SmartScreen is a browser security feature designed to help Windows users defend against phishing attacks, malware, and downloading potentially malicious applications and files. It analyses users’ visited sites and screen downloads and generates alerts if suspicious activities are detected.
Threat actors can successfully evade this detection by delivering MSI files with “an invalid but specifically crafted Authenticode signature.” This pushes SmartScreen to use the default setting for the file shdocvw.dll, which does not display a security warning.
The malformed signature causes SmartScreen to return an error that results in bypassing the security warning dialog displayed to users when an untrusted file contains a MoTW, which indicates a potentially malicious file has been downloaded from the internet
Google’s TAG reported the issue to Microsoft on February 15, 2023. The bug, tracked under CVE-2023-24880,was addressed today as a part of Microsoft’s Patch Tuesday.
As per Google, Magniber has mostly targeted victims in South Korea and Taiwan, but in this case over 80% of affected users reside in Europe. Like Google, Trend Micro has observed Magniber using fake installers to Windows updates and malformed digital signatures to bypass blocking features used by Mark of the Web.
Microsoft’s previous patches managed to close off certain specific pathways to causing this error, but Google researchers note that attackers can call out and trigger the same error in many ways, generating the same effect and making it vulnerable to bypass. Each pathway represents a potential opportunity for an attacker to return an error…which will fall to open and not display a security warning.

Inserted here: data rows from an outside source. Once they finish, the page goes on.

/// Configuration resolution module
///
/// This module handles:
/// - Reading the optional TOML config file
/// - Applying environment and CLI overrides
/// - Validating layout, command words and sheet names
/// - Checking delivery credentials when the channel is used
use crate::cli::{self, CliArgs};
use crate::command::CommandWords;
use crate::layout::LayoutConfig;
use crate::store::{PROFILE_SHEET, TICKET_SHEET};
use log::{debug, warn};
use serde::Deserialize;
use std::env;
use std::fs;
use std::path::{Path, PathBuf};
use std::time::Duration;

pub const ENV_LINE_TOKEN: &str = "LINE_CHANNEL_ACCESS_TOKEN";
pub const ENV_LINE_SECRET: &str = "LINE_CHANNEL_SECRET";
pub const ENV_IMGBB_KEY: &str = "IMGBB_API_KEY";
pub const ENV_STORE: &str = "TICKET_BOARD_STORE";
pub const ENV_FONT: &str = "TICKET_BOARD_FONT";

#[derive(Debug, Clone, Default, PartialEq, Deserialize)]
#[serde(default)]
pub struct LineConfig {
    pub channel_access_token: Option<String>,
    pub channel_secret: Option<String>,
}

#[derive(Debug, Clone, Default, PartialEq, Deserialize)]
#[serde(default)]
pub struct ImgbbConfig {
    pub api_key: Option<String>,
    /// Upload URL override; `None` means the public imgbb API
    pub endpoint: Option<String>,
}

#[derive(Debug, Clone, PartialEq, Deserialize)]
#[serde(default)]
pub struct StoreConfig {
    /// Workbook file; `None` means the platform data directory
    pub path: Option<PathBuf>,
    pub ticket_sheet: String,
    pub profile_sheet: String,
}

impl Default for StoreConfig {
    fn default() -> Self {
        StoreConfig { path: None, ticket_sheet: TICKET_SHEET.to_string(), profile_sheet: PROFILE_SHEET.to_string() }
    }
}

#[derive(Debug, Clone, Default, PartialEq, Deserialize)]
#[serde(default)]
pub struct FontConfig {
    pub path: Option<PathBuf>,
}

#[derive(Debug, Clone, PartialEq, Deserialize)]
#[serde(default)]
pub struct HttpConfig {
    pub timeout_secs: u64,
}

impl Default for HttpConfig {
    fn default() -> Self {
        HttpConfig { timeout_secs: 30 }
    }
}

/// Everything the binary needs, resolved once at startup
#[derive(Debug, Clone, Default, PartialEq, Deserialize)]
#[serde(default)]
pub struct AppConfig {
    pub line: LineConfig,
    pub imgbb: ImgbbConfig,
    pub store: StoreConfig,
    pub layout: LayoutConfig,
    pub commands: CommandWords,
    pub font: FontConfig,
    pub http: HttpConfig,
}

/// Credentials for uploading and replying
#[derive(Debug, Clone, Copy, PartialEq, Eq)]
pub struct DeliveryCredentials<'a> {
    pub channel_access_token: &'a str,
    pub channel_secret: &'a str,
    pub imgbb_api_key: &'a str,
}

impl AppConfig {
    /// Parse a TOML document; missing sections keep their defaults
    pub fn from_toml(text: &str) -> Result<Self, String> {
        toml::from_str(text).map_err(|e| format!("Invalid config file: {}", e))
    }

    /// Apply overrides from an environment lookup. Empty values are ignored.
    pub fn apply_env<F>(&mut self, lookup: F)
    where
        F: Fn(&str) -> Option<String>,
    {
        let get = |key: &str| lookup(key).filter(|v| !v.trim().is_empty());

        if let Some(v) = get(ENV_LINE_TOKEN) {
            self.line.channel_access_token = Some(v);
        }
        if let Some(v) = get(ENV_LINE_SECRET) {
            self.line.channel_secret = Some(v);
        }
        if let Some(v) = get(ENV_IMGBB_KEY) {
            self.imgbb.api_key = Some(v);
        }
        if let Some(v) = get(ENV_STORE) {
            self.store.path = Some(PathBuf::from(v));
        }
        if let Some(v) = get(ENV_FONT) {
            self.font.path = Some(PathBuf::from(v));
        }
    }

    /// Apply `--store` and `--font`
    pub fn apply_cli(&mut self, args: &CliArgs) {
        if let Some(ref store) = args.store {
            self.store.path = Some(store.clone());
        }
        if let Some(ref font) = args.font {
            self.font.path = Some(font.clone());
        }
    }

    pub fn validate(&self) -> Result<(), String> {
        self.layout.validate()?;
        self.commands.validate()?;

        if self.store.ticket_sheet.trim().is_empty() || self.store.profile_sheet.trim().is_empty() {
            return Err("store.ticket_sheet and store.profile_sheet must not be empty".to_string());
        }
        if self.store.ticket_sheet == self.store.profile_sheet {
            return Err("store.ticket_sheet and store.profile_sheet must differ".to_string());
        }
        if let Some(ref endpoint) = self.imgbb.endpoint
            && !endpoint.starts_with("http://")
            && !endpoint.starts_with("https://")
        {
            return Err(format!("imgbb.endpoint must be an http(s) URL, got '{}'", endpoint));
        }
        if self.http.timeout_secs == 0 {
            return Err("http.timeout_secs must be positive".to_string());
        }

        Ok(())
    }

    /// Credentials for the channel and image host, or the list of what is missing
    pub fn require_delivery(&self) -> Result<DeliveryCredentials<'_>, String> {
        let token = self.line.channel_access_token.as_deref();
        let secret = self.line.channel_secret.as_deref();
        let key = self.imgbb.api_key.as_deref();

        match (token, secret, key) {
            (Some(channel_access_token), Some(channel_secret), Some(imgbb_api_key)) => {
                Ok(DeliveryCredentials { channel_access_token, channel_secret, imgbb_api_key })
            }
            _ => {
                let missing: Vec<&str> = [(token, ENV_LINE_TOKEN), (secret, ENV_LINE_SECRET), (key, ENV_IMGBB_KEY)]
                    .iter()
                    .filter(|(value, _)| value.is_none())
                    .map(|(_, name)| *name)
                    .collect();
                Err(format!("Missing delivery credentials: {} (or use --no-deliver)", missing.join(", ")))
            }
        }
    }

    /// API key for the image host alone (local commands that upload but never reply)
    pub fn require_image_host(&self) -> Result<&str, String> {
        self.imgbb
            .api_key
            .as_deref()
            .ok_or_else(|| format!("Missing image host key: {} (or use --no-deliver)", ENV_IMGBB_KEY))
    }

    /// Workbook path, falling back to the platform data directory
    pub fn store_path(&self) -> PathBuf {
        self.store.path.clone().unwrap_or_else(default_store_path)
    }

    /// True when no workbook was named in the file, the environment or on the command line
    pub fn uses_default_store(&self) -> bool {
        self.store.path.is_none()
    }

    pub fn font_path(&self) -> Option<&Path> {
        self.font.path.as_deref()
    }

    pub fn http_timeout(&self) -> Duration {
        Duration::from_secs(self.http.timeout_secs)
    }
}

/// Default workbook location
pub fn default_store_path() -> PathBuf {
    cli::default_data_dir().join("workbook.json")
}

/// Resolve the configuration: defaults, then the config file, then the
/// environment, then CLI flags.
pub fn load_config(args: &CliArgs) -> Result<AppConfig, String> {
    let mut config = match args.config {
        Some(ref path) => {
            debug!("Reading config file {}", path.display());
            let text =
                fs::read_to_string(path).map_err(|e| format!("Failed to read config {}: {}", path.display(), e))?;
            AppConfig::from_toml(&text)?
        }
        None => AppConfig::default(),
    };

    config.apply_env(|key| env::var(key).ok());
    config.apply_cli(args);
    config.validate()?;

    if config.uses_default_store() {
        warn!(
            "No workbook configured ([store] path, {} or --store); using default {}",
            ENV_STORE,
            config.store_path().display()
        );
    } else {
        debug!("Using workbook {}", config.store_path().display());
    }
    Ok(config)
}

#[cfg(test)]
#[path = "config_test.rs"]
mod config_test;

As per the microsoft statement “We released a fix on March 14 and customers who have applied the update are already protected. Microsoft Defender for Endpoint and Microsoft Defender antivirus also provide protections against Magniber ransomware,”
The number of users who could have potentially been exposed numbers in the hundreds of thousands. TAG researchers say there were 100,000 observed downloads of malicious MSI Windows installer files since start of this year.